The Alexander Hamilton Institute for the Study of Western Civilization (AHI) is pleased to announce that the Annual Undergraduate Conference in the American Polity will take place at Princeton University, April 3-4.  AHI is cosponsoring the event with the James Madison Program in American Ideals and Institutions and the Center for Freedom and Western Civilization at Colgate University.  Dr. Allen Guelzo will keynote the event.

The annual conference features outstanding undergraduates from institutions across the U.S. and research from a variety of disciplines including history, economics, philosophy, anthropology, religion, political science, and sociology.  Submissions should concern in some way the principles and practice of American political life.  Those interested can register and obtain additional information here, or they can contact AHI President Robert Paquette at bob@theahi.org.

The conference has two categories of undergraduate participants.   Those who will present research on one of three panels, each of which has a professorial commentator.  Others will participate from the audience and at the end of the conference in a formal discussion of a prescribed reading.

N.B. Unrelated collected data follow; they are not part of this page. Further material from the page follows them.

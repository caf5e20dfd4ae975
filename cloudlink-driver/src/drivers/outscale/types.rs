//! Outscale OAPI wire types

use serde::{Deserialize, Serialize};

#[derive(Debug, Default, Deserialize)]
#[serde(rename_all = "PascalCase")]
pub struct ResponseContext {
    #[serde(default)]
    pub request_id: Option<String>,
}

#[derive(Debug, Deserialize)]
#[serde(rename_all = "PascalCase")]
pub struct OscErrorResponse {
    #[serde(default)]
    pub errors: Vec<OscError>,
}

#[derive(Debug, Deserialize)]
#[serde(rename_all = "PascalCase")]
pub struct OscError {
    #[serde(default)]
    pub code: Option<String>,
    #[serde(rename = "Type", default)]
    pub error_type: Option<String>,
    #[serde(default)]
    pub details: Option<String>,
}

#[derive(Debug, Clone, Serialize, Deserialize)]
#[serde(rename_all = "PascalCase")]
pub struct Tag {
    pub key: String,
    pub value: String,
}

// ============ VMs ============

#[derive(Debug, Deserialize)]
#[serde(rename_all = "PascalCase")]
pub struct Vm {
    pub vm_id: String,
    #[serde(default)]
    pub state: String,
    #[serde(default)]
    pub vm_type: Option<String>,
    #[serde(default)]
    pub image_id: Option<String>,
    #[serde(default)]
    pub placement: Option<Placement>,
    #[serde(default)]
    pub public_ip: Option<String>,
    #[serde(default)]
    pub private_ip: Option<String>,
    #[serde(default)]
    pub nics: Vec<Nic>,
    #[serde(default)]
    pub keypair_name: Option<String>,
    #[serde(default)]
    pub architecture: Option<String>,
    #[serde(default)]
    pub creation_date: Option<String>,
    #[serde(default)]
    pub security_groups: Vec<SecurityGroupLight>,
    #[serde(default)]
    pub tags: Vec<Tag>,
}

#[derive(Debug, Deserialize)]
#[serde(rename_all = "PascalCase")]
pub struct Placement {
    #[serde(default)]
    pub subregion_name: Option<String>,
}

#[derive(Debug, Deserialize)]
#[serde(rename_all = "PascalCase")]
pub struct Nic {
    #[serde(default)]
    pub private_ips: Vec<NicPrivateIp>,
}

#[derive(Debug, Deserialize)]
#[serde(rename_all = "PascalCase")]
pub struct NicPrivateIp {
    pub private_ip: String,
    #[serde(default)]
    pub link_public_ip: Option<LinkPublicIp>,
}

#[derive(Debug, Deserialize)]
#[serde(rename_all = "PascalCase")]
pub struct LinkPublicIp {
    pub public_ip: String,
}

#[derive(Debug, Serialize, Deserialize)]
#[serde(rename_all = "PascalCase")]
pub struct SecurityGroupLight {
    pub security_group_id: String,
    #[serde(default)]
    pub security_group_name: Option<String>,
}

#[derive(Debug, Deserialize)]
#[serde(rename_all = "PascalCase")]
pub struct ReadVmsResponse {
    #[serde(default)]
    pub vms: Vec<Vm>,
    #[serde(default)]
    pub next_page_token: Option<String>,
}

#[derive(Debug, Deserialize)]
#[serde(rename_all = "PascalCase")]
pub struct CreateVmsResponse {
    #[serde(default)]
    pub vms: Vec<Vm>,
}

// ============ Images & subregions ============

#[derive(Debug, Deserialize)]
#[serde(rename_all = "PascalCase")]
pub struct Image {
    pub image_id: String,
    #[serde(default)]
    pub image_name: Option<String>,
    #[serde(default)]
    pub description: Option<String>,
    #[serde(default)]
    pub state: Option<String>,
    #[serde(default)]
    pub architecture: Option<String>,
    #[serde(default)]
    pub account_alias: Option<String>,
    #[serde(default)]
    pub root_device_type: Option<String>,
    #[serde(default)]
    pub creation_date: Option<String>,
}

#[derive(Debug, Deserialize)]
#[serde(rename_all = "PascalCase")]
pub struct ReadImagesResponse {
    #[serde(default)]
    pub images: Vec<Image>,
    #[serde(default)]
    pub next_page_token: Option<String>,
}

#[derive(Debug, Deserialize)]
#[serde(rename_all = "PascalCase")]
pub struct Subregion {
    pub subregion_name: String,
    #[serde(default)]
    pub region_name: Option<String>,
    #[serde(default)]
    pub state: Option<String>,
}

#[derive(Debug, Deserialize)]
#[serde(rename_all = "PascalCase")]
pub struct ReadSubregionsResponse {
    #[serde(default)]
    pub subregions: Vec<Subregion>,
}

// ============ Volumes & snapshots ============

#[derive(Debug, Deserialize)]
#[serde(rename_all = "PascalCase")]
pub struct Volume {
    pub volume_id: String,
    #[serde(default)]
    pub size: u64,
    #[serde(default)]
    pub state: String,
    #[serde(default)]
    pub subregion_name: Option<String>,
    #[serde(default)]
    pub volume_type: Option<String>,
    #[serde(default)]
    pub iops: Option<u64>,
    #[serde(default)]
    pub snapshot_id: Option<String>,
    #[serde(default)]
    pub creation_date: Option<String>,
    #[serde(default)]
    pub linked_volumes: Vec<LinkedVolume>,
    #[serde(default)]
    pub tags: Vec<Tag>,
}

#[derive(Debug, Deserialize)]
#[serde(rename_all = "PascalCase")]
pub struct LinkedVolume {
    pub vm_id: String,
    #[serde(default)]
    pub device_name: Option<String>,
    #[serde(default)]
    pub state: Option<String>,
}

#[derive(Debug, Deserialize)]
#[serde(rename_all = "PascalCase")]
pub struct ReadVolumesResponse {
    #[serde(default)]
    pub volumes: Vec<Volume>,
    #[serde(default)]
    pub next_page_token: Option<String>,
}

#[derive(Debug, Deserialize)]
#[serde(rename_all = "PascalCase")]
pub struct CreateVolumeResponse {
    pub volume: Volume,
}

#[derive(Debug, Deserialize)]
#[serde(rename_all = "PascalCase")]
pub struct Snapshot {
    pub snapshot_id: String,
    #[serde(default)]
    pub volume_id: Option<String>,
    #[serde(default)]
    pub volume_size: Option<u64>,
    #[serde(default)]
    pub state: String,
    #[serde(default)]
    pub description: Option<String>,
    #[serde(default)]
    pub creation_date: Option<String>,
    #[serde(default)]
    pub progress: Option<u32>,
}

#[derive(Debug, Deserialize)]
#[serde(rename_all = "PascalCase")]
pub struct ReadSnapshotsResponse {
    #[serde(default)]
    pub snapshots: Vec<Snapshot>,
    #[serde(default)]
    pub next_page_token: Option<String>,
}

#[derive(Debug, Deserialize)]
#[serde(rename_all = "PascalCase")]
pub struct CreateSnapshotResponse {
    pub snapshot: Snapshot,
}

// ============ Keypairs & public IPs ============

#[derive(Debug, Deserialize)]
#[serde(rename_all = "PascalCase")]
pub struct Keypair {
    pub keypair_name: String,
    #[serde(default)]
    pub keypair_fingerprint: Option<String>,
    #[serde(default)]
    pub private_key: Option<String>,
}

#[derive(Debug, Deserialize)]
#[serde(rename_all = "PascalCase")]
pub struct ReadKeypairsResponse {
    #[serde(default)]
    pub keypairs: Vec<Keypair>,
}

#[derive(Debug, Deserialize)]
#[serde(rename_all = "PascalCase")]
pub struct CreateKeypairResponse {
    pub keypair: Keypair,
}

#[derive(Debug, Deserialize)]
#[serde(rename_all = "PascalCase")]
pub struct PublicIp {
    pub public_ip_id: String,
    pub public_ip: String,
    #[serde(default)]
    pub vm_id: Option<String>,
    #[serde(default)]
    pub link_public_ip_id: Option<String>,
}

#[derive(Debug, Deserialize)]
#[serde(rename_all = "PascalCase")]
pub struct ReadPublicIpsResponse {
    #[serde(default)]
    pub public_ips: Vec<PublicIp>,
}

/// Body-less acknowledgement (`{"ResponseContext": {...}}`).
#[derive(Debug, Deserialize)]
#[serde(rename_all = "PascalCase")]
pub struct Ack {
    #[serde(default)]
    pub response_context: ResponseContext,
}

Dr. Guelzo, Director of the James Madison Program’s Initiative on Politics and Statesmanship, is an acclaimed scholar of the history of the Civil War. His publications include Abraham Lincoln: Redeemer President (Wm.Eerdmans, 1999), which won both the Lincoln Prize and the Abraham Lincoln Institute Prize in 2000; Lincoln’s Emancipation Proclamation: The End of Slavery in America (Simon & Schuster, 2004) which also won the Lincoln Prize and the Abraham Lincoln Institute Prize, for 2005; Lincoln and Douglas: The Debates That Defined America (Simon & Schuster, 2008), on the Lincoln-Douglas debates of 1858; a volume of essays, Abraham Lincoln as a Man of Ideas (Southern Illinois University Press, 2009); and Lincoln: A Very Short Introduction (in the Oxford University Press ‘Very Short Introductions’ series). In 2012, he published Fateful Lightning: A New History of the Civil War and Reconstruction with Oxford University Press, and in 2013 Alfred Knopf published his book on the battle of Gettysburg (for the 150thanniversary of the battle), Gettysburg: The Last Invasion, which spent eight weeks on the New York Times best-seller list. Gettysburg: The Last Invasion won the Lincoln Prize for 2014, the inaugural Guggenheim-Lehrman Prize in Military History, the Fletcher Pratt Award of the New York City Round Table, and the Richard Harwell Award of the Atlanta Civil War Round Table. His most recent publications are Redeeming the Great Emancipator (Harvard University Press, 2016) and Reconstruction: A Concise History (Oxford University Press, 2018).